++++ GIVEN RECORDS

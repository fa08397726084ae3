//! Record-level message sum types (§3 of SPEC_FULL.md).
//!
//! These are the decoded, demultiplexed values the record layer collaborator
//! hands up to the driver -- one per `recv_packet`/`recv_packet_13` call.

use bytes::Bytes;

use crate::alert::{AlertDescription, AlertLevel};
use crate::handshake_messages::{Handshake, Handshake13};

/// A decoded TLS <= 1.2 record.
#[derive(Debug, Clone)]
pub enum Packet {
    Handshake(Vec<Handshake>),
    Alert(Vec<(AlertLevel, AlertDescription)>),
    AppData(Bytes),
    ChangeCipherSpec,
}

/// A decoded TLS 1.3 record.
#[derive(Debug, Clone)]
pub enum Packet13 {
    Handshake13(Vec<Handshake13>),
    Alert13(Vec<(AlertLevel, AlertDescription)>),
    AppData13(Bytes),
    /// Legacy middlebox-compatibility record; always ignored.
    ChangeCipherSpec13,
}
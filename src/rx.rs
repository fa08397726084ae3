//! Receive Loop (RX) -- §4.1 of SPEC_FULL.md.
//!
//! The heart of the driver: pulls one plaintext record at a time under the
//! read lock, classifies it, and either returns application data, loops
//! back for more, or terminates the session.

use bytes::Bytes;
use log::{debug, info, trace, warn};

use crate::alert::{AlertDescription, AlertLevel};
use crate::alert_termination::{on_error, terminate};
use crate::context::Context;
use crate::established::Established;
use crate::error::TLSError;
use crate::handshake_driver::HandshakeTrigger;
use crate::handshake_messages::{Handshake, Handshake13, HandshakeType, KeyUpdate, KeyUpdateRequest};
use crate::key_schedule;
use crate::record::{Packet, Packet13};
use crate::session_manager::{SessionData, SessionTicketInfo};
use crate::tx;

/// Returns the next non-empty chunk of application data, or an empty
/// byte-string on clean peer close. Fails with `Terminated` on fatal
/// protocol errors or fatal peer alerts.
pub async fn recv_data(ctx: &Context) -> Result<Bytes, TLSError> {
    if ctx.is_eof().await {
        return Ok(Bytes::new());
    }

    if ctx.version().is_tls13() {
        recv_data_13(ctx).await
    } else {
        recv_data_12(ctx).await
    }
}

async fn recv_data_12(ctx: &Context) -> Result<Bytes, TLSError> {
    loop {
        let packet = {
            let _read = ctx.acquire_read().await;
            ctx.record_layer().recv_packet().await
        };

        let packet = match packet {
            Ok(p) => p,
            Err(e) => {
                if let Err(terminated) = on_error(ctx, e).await {
                    return Err(terminated);
                }
                return Ok(Bytes::new());
            }
        };

        match packet {
            Packet::Handshake(messages) => {
                for message in messages {
                    match message {
                        Handshake::ClientHello(bytes) => {
                            if !ctx.options().allow_server_renegotiation {
                                let underlying = failure::err_msg("server-side renegotiation disabled");
                                return Err(terminate(
                                    ctx,
                                    underlying,
                                    AlertLevel::Fatal,
                                    AlertDescription::HandshakeFailure,
                                    "server-side renegotiation is disabled",
                                )
                                .await);
                            }
                            debug!("inbound ClientHello, entering server-side renegotiation");
                            ctx.handshake_driver()
                                .handshake_with(ctx, HandshakeTrigger::ClientHello(bytes))
                                .await?;
                        }
                        Handshake::HelloRequest => {
                            debug!("inbound HelloRequest, entering client-side renegotiation");
                            ctx.handshake_driver()
                                .handshake_with(ctx, HandshakeTrigger::HelloRequest)
                                .await?;
                        }
                        Handshake::Other(kind, _) => {
                            return Err(unexpected_message(ctx, kind).await);
                        }
                    }
                }
            }
            Packet::Alert(alerts) => {
                if let Some(result) = handle_alerts_12(ctx, alerts).await? {
                    return Ok(result);
                }
            }
            Packet::AppData(data) => {
                if data.is_empty() {
                    trace!("dropping zero-length AppData record");
                    continue;
                }
                return Ok(data);
            }
            Packet::ChangeCipherSpec => {
                return Err(unexpected(ctx, "unexpected ChangeCipherSpec record").await);
            }
        }
    }
}

/// Processes an `Alert` list from a <=1.2 record; returns `Some(bytes)` when
/// the loop should return immediately, `None` to keep reading.
async fn handle_alerts_12(
    ctx: &Context,
    alerts: Vec<(AlertLevel, AlertDescription)>,
) -> Result<Option<Bytes>, TLSError> {
    for (level, description) in alerts {
        match level {
            AlertLevel::Warning if description == AlertDescription::CloseNotify => {
                info!("received close_notify, closing session");
                let _ = tx::bye(ctx).await;
                ctx.set_eof().await;
                return Ok(Some(Bytes::new()));
            }
            AlertLevel::Fatal => {
                ctx.set_eof().await;
                let reason = format!("received fatal error: {:?}", description);
                let cause = failure::Error::from(TLSError::protocol("remote side fatal error", true, description));
                return Err(TLSError::Terminated { clean: true, reason, cause });
            }
            AlertLevel::Warning => {
                warn!("received non-fatal alert: {:?}", description);
            }
        }
    }
    Ok(None)
}

async fn recv_data_13(ctx: &Context) -> Result<Bytes, TLSError> {
    loop {
        let packet = {
            let _read = ctx.acquire_read().await;
            ctx.record_layer().recv_packet_13().await
        };

        let packet = match packet {
            Ok(p) => p,
            Err(e) => {
                if let Err(terminated) = on_error(ctx, e).await {
                    return Err(terminated);
                }
                return Ok(Bytes::new());
            }
        };

        match packet {
            Packet13::Handshake13(messages) => {
                if let Some(result) = process_handshake_13(ctx, messages).await? {
                    return Ok(result);
                }
            }
            Packet13::Alert13(alerts) => {
                if let Some(result) = handle_alerts_13(ctx, alerts).await? {
                    return Ok(result);
                }
            }
            Packet13::AppData13(data) => {
                if data.is_empty() {
                    trace!("dropping zero-length AppData13 record");
                    continue;
                }
                if let Some(result) = handle_app_data_13(ctx, data).await? {
                    return Ok(result);
                }
            }
            Packet13::ChangeCipherSpec13 => {
                trace!("ignoring middlebox-compatibility ChangeCipherSpec13");
                continue;
            }
        }
    }
}

async fn handle_alerts_13(
    ctx: &Context,
    alerts: Vec<(AlertLevel, AlertDescription)>,
) -> Result<Option<Bytes>, TLSError> {
    handle_alerts_12(ctx, alerts).await
}

async fn handle_app_data_13(ctx: &Context, data: Bytes) -> Result<Option<Bytes>, TLSError> {
    let established = ctx.shared().await.established;
    match established {
        Established::EarlyDataAllowed(remaining) => {
            let len = data.len() as u32;
            if len > remaining {
                let underlying = failure::err_msg("early data overflow");
                return Err(terminate(
                    ctx,
                    underlying,
                    AlertLevel::Fatal,
                    AlertDescription::UnexpectedMessage,
                    "early data overflow",
                )
                .await);
            }
            ctx.shared().await.established = Established::EarlyDataAllowed(remaining - len);
            Ok(Some(data))
        }
        Established::EarlyDataNotAllowed => {
            trace!("dropping early data after 0-RTT rejection");
            Ok(None)
        }
        Established::Established => Ok(Some(data)),
        Established::NotEstablished => {
            let underlying = failure::err_msg("data at not-established");
            Err(terminate(
                ctx,
                underlying,
                AlertLevel::Fatal,
                AlertDescription::UnexpectedMessage,
                "data at not-established",
            )
            .await)
        }
    }
}

/// §4.1.3: walks a `Handshake13` message list in order.
async fn process_handshake_13(ctx: &Context, messages: Vec<Handshake13>) -> Result<Option<Bytes>, TLSError> {
    for message in messages {
        match message {
            Handshake13::NewSessionTicket(ticket) => {
                install_session_ticket(ctx, ticket).await?;
            }
            Handshake13::KeyUpdate(KeyUpdate {
                request_update: KeyUpdateRequest::UpdateNotRequested,
            }) => {
                require_established(ctx, "KeyUpdate outside Established").await?;
                rx_key_update(ctx).await;
                info!("rx traffic secret advanced by peer KeyUpdate");
            }
            Handshake13::KeyUpdate(KeyUpdate {
                request_update: KeyUpdateRequest::UpdateRequested,
            }) => {
                require_established(ctx, "KeyUpdate outside Established").await?;
                rx_key_update(ctx).await;
                let reply = KeyUpdate {
                    request_update: KeyUpdateRequest::UpdateNotRequested,
                };
                ctx.record_layer()
                    .send_packet_13(Packet13::Handshake13(vec![Handshake13::KeyUpdate(reply)]))
                    .await?;
                tx_key_update(ctx).await;
                info!("rx/tx traffic secrets advanced responding to peer KeyUpdate(UpdateRequested)");
            }
            Handshake13::ClientHello13(_) => {
                return Err(unexpected(ctx, "ClientHello13 is illegal post-handshake").await);
            }
            Handshake13::Other(kind, payload) => {
                let action = ctx.shared().await.pending_actions.pop();
                match action {
                    Some(action) => {
                        let _rw = ctx.acquire_read_write().await;
                        action.run(ctx, Handshake13::Other(kind, payload)).await?;
                    }
                    None => {
                        return Err(unexpected_message(ctx, kind).await);
                    }
                }
            }
        }
    }
    Ok(None)
}

async fn require_established(ctx: &Context, reason: &str) -> Result<(), TLSError> {
    if ctx.is_established().await {
        return Ok(());
    }
    let underlying = failure::err_msg(reason.to_string());
    Err(terminate(
        ctx,
        underlying,
        AlertLevel::Fatal,
        AlertDescription::UnexpectedMessage,
        reason.to_string(),
    )
    .await)
}

async fn rx_key_update(ctx: &Context) {
    let current = ctx.record_layer().get_rx_state().await;
    let next = current.advanced();
    ctx.record_layer().set_rx_state(next).await;
}

async fn tx_key_update(ctx: &Context) {
    let current = ctx.record_layer().get_tx_state().await;
    let next = current.advanced();
    ctx.record_layer().set_tx_state(next).await;
}

async fn install_session_ticket(
    ctx: &Context,
    ticket: crate::handshake_messages::NewSessionTicket,
) -> Result<(), TLSError> {
    let rms = {
        let shared = ctx.shared().await;
        match shared.handshake.as_ref().and_then(|hs| hs.resumption_master_secret.clone()) {
            Some(rms) => rms,
            None => return Ok(()),
        }
    };

    let tx_state = ctx.record_layer().get_tx_state().await;
    let psk = key_schedule::resumption_psk(tx_state.hash, &rms, &ticket.ticket_nonce);
    let max_early_data_size = ticket.early_data_max_size();

    let ticket_info = SessionTicketInfo {
        lifetime_seconds: ticket.ticket_lifetime,
        age_add: ticket.ticket_age_add,
        nonce: None,
        received_at: std::time::SystemTime::now(),
    };
    let data = SessionData {
        cipher: tx_state.cipher,
        psk,
        max_early_data_size,
        ticket_info,
    };

    info!("installing NewSessionTicket (max_early_data={})", max_early_data_size);
    ctx.session_manager().establish(ticket.ticket, data).await;
    Ok(())
}

async fn unexpected(ctx: &Context, reason: &str) -> TLSError {
    let underlying = failure::err_msg(reason.to_string());
    terminate(
        ctx,
        underlying,
        AlertLevel::Fatal,
        AlertDescription::UnexpectedMessage,
        reason.to_string(),
    )
    .await
}

async fn unexpected_message(ctx: &Context, kind: HandshakeType) -> TLSError {
    unexpected(ctx, &format!("unexpected message: {:?}", kind)).await
}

++++++++

• [WHAT YOU HAVE TO DO]: Match on "protocol" and report each line of the data above that has it.

• [SOLUTION]:
/// protocol errors or fatal peer alerts.
                let cause = failure::Error::from(TLSError::protocol("remote side fatal error", true, description));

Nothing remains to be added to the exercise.